— Exercise goal —
Look through the data below and, wherever a line carries the word "sources", please copy that line.

— Data provided —
══════════

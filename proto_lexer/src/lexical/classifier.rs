//! Character class predicates used by both scanners

pub fn is_alpha_start(c: char) -> bool {
    c.is_ascii_alphabetic()
}

pub fn is_digit(c: char) -> bool {
    c.is_ascii_digit()
}

/// Identifier continuation: letters, digits and `_`
pub fn is_word_char(c: char) -> bool {
    c.is_ascii_alphanumeric() || c == '_'
}

/// Whitespace that separates tokens
pub fn is_ignorable(c: char) -> bool {
    matches!(c, ' ' | '\t' | '\r' | '\n')
}

pub fn is_relational_start(c: char) -> bool {
    matches!(c, '>' | '<' | '=')
}

pub fn is_math_or_bit_start(c: char) -> bool {
    matches!(c, '+' | '-' | '*' | '/' | '%' | '&' | '|' | '^' | '~' | '=')
}

pub fn is_hex_digit(c: char) -> bool {
    c.is_ascii_hexdigit()
}

#[cfg(test)]
mod tests {
    use super::*;

    #[test]
    fn test_classes() {
        assert!(is_alpha_start('a') && is_alpha_start('Z'));
        assert!(!is_alpha_start('_') && !is_alpha_start('1'));
        assert!(is_word_char('_') && is_word_char('9'));
        assert!(!is_alpha_start('é') && !is_word_char('é'));
        assert!(is_ignorable('\r') && !is_ignorable('\u{a0}'));
        assert!(is_relational_start('=') && is_math_or_bit_start('='));
        assert!(!is_relational_start('!') && !is_math_or_bit_start('!'));
        assert!(is_hex_digit('f') && !is_hex_digit('g'));
    }
}
//! Scan metrics and token distribution

use crate::config::runtime::LexicalPreferences;
use crate::tokens::stream::significant_indices;
use crate::tokens::{Token, TokenKind};
use serde::Serialize;
use std::collections::HashMap;

/// Per-scan tallies collected while tokens are emitted
#[derive(Debug, Default, Clone, PartialEq, Serialize)]
pub struct LexicalMetrics {
    pub total_tokens: usize,
    pub keyword_tokens: usize,
    pub identifier_tokens: usize,
    pub literal_tokens: usize,
    pub number_tokens: usize,
    pub operator_tokens: usize,
    pub delimiter_tokens: usize,
    pub comment_tokens: usize,
    pub unknown_tokens: usize,
    pub max_comment_length: usize,
    pub unterminated_comments: usize,

    // Runtime preference-controlled metrics
    pub operator_usage_patterns: HashMap<String, usize>,
}

impl LexicalMetrics {
    pub(crate) fn record_token(&mut self, token: &Token, preferences: &LexicalPreferences) {
        self.total_tokens += 1;

        // Unknown counts feed the completion warning, so they are always kept
        if token.kind == TokenKind::Unknown {
            self.unknown_tokens += 1;
            return;
        }

        if !preferences.collect_detailed_metrics {
            return;
        }

        let kind = token.kind;
        if kind.is_keyword() {
            self.keyword_tokens += 1;
        } else if kind.is_number() {
            self.number_tokens += 1;
        } else if kind.is_operator() {
            self.operator_tokens += 1;

            if preferences.track_operator_patterns {
                *self
                    .operator_usage_patterns
                    .entry(kind.as_str().to_string())
                    .or_insert(0) += 1;
            }
        } else if kind.is_delimiter() {
            self.delimiter_tokens += 1;
        } else if kind.is_comment() {
            self.comment_tokens += 1;
        } else {
            match kind {
                TokenKind::Identifier => self.identifier_tokens += 1,
                TokenKind::Literal => self.literal_tokens += 1,
                _ => {}
            }
        }
    }

    pub(crate) fn record_comment_length(&mut self, length: usize) {
        self.max_comment_length = self.max_comment_length.max(length);
    }

    pub(crate) fn record_unterminated_comment(&mut self) {
        self.unterminated_comments += 1;
    }

    /// Share of emitted tokens that were unknown
    pub fn unknown_ratio(&self) -> f64 {
        if self.total_tokens == 0 {
            0.0
        } else {
            self.unknown_tokens as f64 / self.total_tokens as f64
        }
    }
}

/// Token distribution over a finished sequence
#[derive(Debug, Default, Clone, PartialEq, Eq, Serialize)]
pub struct TokenCounts {
    pub total: usize,
    pub keywords: usize,
    pub identifiers: usize,
    pub literals: usize,
    pub numbers: usize,
    pub operators: usize,
    pub delimiters: usize,
    /// Comment tokens plus the comment bodies the contextual scanner emits
    pub comments: usize,
    pub unknown: usize,
}

impl TokenCounts {
    /// Count of tokens a [`TokenStream`](crate::tokens::TokenStream) navigates
    pub fn significant_tokens(&self) -> usize {
        self.total - self.comments
    }

    /// Whether the scan produced anything a parser could use
    pub fn has_content(&self) -> bool {
        self.keywords > 0 || self.identifiers > 0 || self.literals > 0 || self.numbers > 0
    }

    pub fn unknown_ratio(&self) -> f64 {
        if self.total == 0 {
            0.0
        } else {
            self.unknown as f64 / self.total as f64
        }
    }
}

pub fn token_counts(tokens: &[Token]) -> TokenCounts {
    let mut counts = TokenCounts::default();

    let mut significant = vec![false; tokens.len()];
    for index in significant_indices(tokens) {
        significant[index] = true;
    }

    for (token, is_significant) in tokens.iter().zip(significant) {
        counts.total += 1;
        let kind = token.kind;
        if kind.is_keyword() {
            counts.keywords += 1;
        } else if kind.is_number() {
            counts.numbers += 1;
        } else if kind.is_operator() {
            counts.operators += 1;
        } else if kind.is_delimiter() {
            counts.delimiters += 1;
        } else if kind.is_comment() {
            counts.comments += 1;
        } else {
            match kind {
                TokenKind::Identifier => counts.identifiers += 1,
                TokenKind::Literal if !is_significant => counts.comments += 1,
                TokenKind::Literal => counts.literals += 1,
                TokenKind::Unknown => counts.unknown += 1,
                _ => {}
            }
        }
    }

    counts
}
//! Token values emitted by the scanners

use super::kind::TokenKind;
use crate::logging::codes;
use serde::{Deserialize, Serialize};
use std::fmt;

/// Typed accessor errors
#[derive(Debug, Clone, PartialEq, thiserror::Error)]
pub enum TokenValueError {
    #[error("Token '{kind}' carries {found}, not {expected}")]
    Mismatch {
        kind: TokenKind,
        expected: &'static str,
        found: &'static str,
    },
}

impl TokenValueError {
    pub fn error_code(&self) -> crate::logging::Code {
        match self {
            TokenValueError::Mismatch { .. } => codes::tokens::VALUE_TYPE_MISMATCH,
        }
    }
}

/// Payload of a token
///
/// Serialized untagged so a token reads as `{"kind": "...", "value": ...}`
/// with either a string or a number in `value`.
#[derive(Debug, Clone, PartialEq, Serialize, Deserialize)]
#[serde(untagged)]
pub enum TokenValue {
    Integer(i64),
    Float(f64),
    Text(String),
}

impl TokenValue {
    fn variant_name(&self) -> &'static str {
        match self {
            Self::Integer(_) => "an integer",
            Self::Float(_) => "a float",
            Self::Text(_) => "text",
        }
    }
}

impl fmt::Display for TokenValue {
    fn fmt(&self, f: &mut fmt::Formatter<'_>) -> fmt::Result {
        match self {
            Self::Integer(n) => write!(f, "{}", n),
            Self::Float(n) => write!(f, "{}", n),
            Self::Text(s) => f.write_str(s),
        }
    }
}

#[derive(Debug, Clone, PartialEq, Serialize, Deserialize)]
pub struct Token {
    pub kind: TokenKind,
    pub value: TokenValue,
}

impl Token {
    pub fn new(kind: TokenKind, value: TokenValue) -> Self {
        Self { kind, value }
    }

    /// Token carrying its source text
    pub fn text(kind: TokenKind, text: impl Into<String>) -> Self {
        Self::new(kind, TokenValue::Text(text.into()))
    }

    pub fn integer(value: i64) -> Self {
        Self::new(TokenKind::IntegerNumber, TokenValue::Integer(value))
    }

    pub fn float(value: f64) -> Self {
        Self::new(TokenKind::FloatNumber, TokenValue::Float(value))
    }

    pub fn unknown(text: impl Into<String>) -> Self {
        Self::text(TokenKind::Unknown, text)
    }

    /// Text payload, if any
    pub fn text_value(&self) -> Option<&str> {
        match &self.value {
            TokenValue::Text(s) => Some(s),
            _ => None,
        }
    }

    pub fn as_text(&self) -> Result<&str, TokenValueError> {
        self.text_value().ok_or_else(|| self.mismatch("text"))
    }

    pub fn as_integer(&self) -> Result<i64, TokenValueError> {
        match self.value {
            TokenValue::Integer(n) => Ok(n),
            _ => Err(self.mismatch("an integer")),
        }
    }

    pub fn as_float(&self) -> Result<f64, TokenValueError> {
        match self.value {
            TokenValue::Float(n) => Ok(n),
            _ => Err(self.mismatch("a float")),
        }
    }

    pub fn is(&self, kind: TokenKind) -> bool {
        self.kind == kind
    }

    fn mismatch(&self, expected: &'static str) -> TokenValueError {
        TokenValueError::Mismatch {
            kind: self.kind,
            expected,
            found: self.value.variant_name(),
        }
    }
}

impl fmt::Display for Token {
    fn fmt(&self, f: &mut fmt::Formatter<'_>) -> fmt::Result {
        match &self.value {
            TokenValue::Text(s) => write!(f, "{}({:?})", self.kind, s),
            other => write!(f, "{}({})", self.kind, other),
        }
    }
}
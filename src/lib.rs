// Declare all modules as public so they can be used by the binary and tests.
pub mod app;
pub mod config;
pub mod core;
pub mod utils;
pub mod settings;

use crate::core::format::DEFAULT_INPUT_EXTENSIONS;
use anyhow::Result;
use serde::{Deserialize, Serialize};
use std::path::PathBuf;

pub const DEFAULT_OUTPUT_FOLDER: &str = "ConvertedFiles";

#[derive(Debug, Clone, Serialize, Deserialize, PartialEq)]
pub struct AppConfig {
    /// Directory the output folder is created in.
    pub output_root: Option<PathBuf>,
    pub output_folder_name: String,
    /// Extensions offered by the file picker, without the leading dot.
    pub allowed_extensions: Vec<String>,
    /// The format label chosen last time, preselected on startup.
    pub last_format: Option<String>,
    pub last_source_directory: Option<PathBuf>,
}

impl AppConfig {
    pub fn load() -> Result<Self> {
        settings::load_config(None)
    }

    /// The full path of the output folder: `<output_root>/<output_folder_name>`.
    ///
    /// Falls back to the home directory, then the working directory, when no
    /// documents directory is known.
    pub fn output_directory(&self) -> PathBuf {
        let root = self
            .output_root
            .clone()
            .or_else(dirs::document_dir)
            .or_else(dirs::home_dir)
            .unwrap_or_else(|| PathBuf::from("."));
        root.join(&self.output_folder_name)
    }
}

impl Default for AppConfig {
    fn default() -> Self {
        Self {
            output_root: dirs::document_dir(),
            output_folder_name: DEFAULT_OUTPUT_FOLDER.to_string(),
            allowed_extensions: DEFAULT_INPUT_EXTENSIONS
                .iter()
                .map(|e| e.to_string())
                .collect(),
            last_format: None,
            last_source_directory: None,
        }
    }
}
/// Validates the request and spawns the conversion task.
///
/// A missing output folder, format or selection only updates the status line.
pub fn start_conversion<P: EventProxy, C: Converter>(
    converter: Arc<C>,
    proxy: P,
    state: Arc<Mutex<AppState>>,
) {
    let mut state_guard = state
        .lock()
        .expect("Mutex was poisoned. This should not happen.");

    if !state_guard.controls_enabled() {
        tracing::warn!("Ignoring start request while a conversion is running.");
        return;
    }

    let ready = validate_start(&state_guard);
    let (output, label) = match ready {
        Ok(ready) => ready,
        Err(e) => {
            report_error(&mut state_guard, &proxy, &e);
            notify_state(&state_guard, &proxy);
            return;
        }
    };
    let sources = state_guard.selection.items().to_vec();

    state_guard.phase = BatchPhase::Converting;
    state_guard.progress = ConversionProgress {
        processed: 0,
        total: sources.len(),
    };
    state_guard.converted_files.clear();
    state_guard.status_message = "Starting conversion...".to_string();
    notify_state(&state_guard, &proxy);

    let proxy_clone = proxy.clone();
    let state_clone = state.clone();
    let handle = tokio::spawn(async move {
        tasks::conversion_task(proxy_clone, state_clone, converter, sources, label, output).await;
    });
    state_guard.conversion_task = Some(handle);
}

══════════

— Written response —
    let sources = state_guard.selection.items().to_vec();
        total: sources.len(),
        tasks::conversion_task(proxy_clone, state_clone, converter, sources, label, output).await;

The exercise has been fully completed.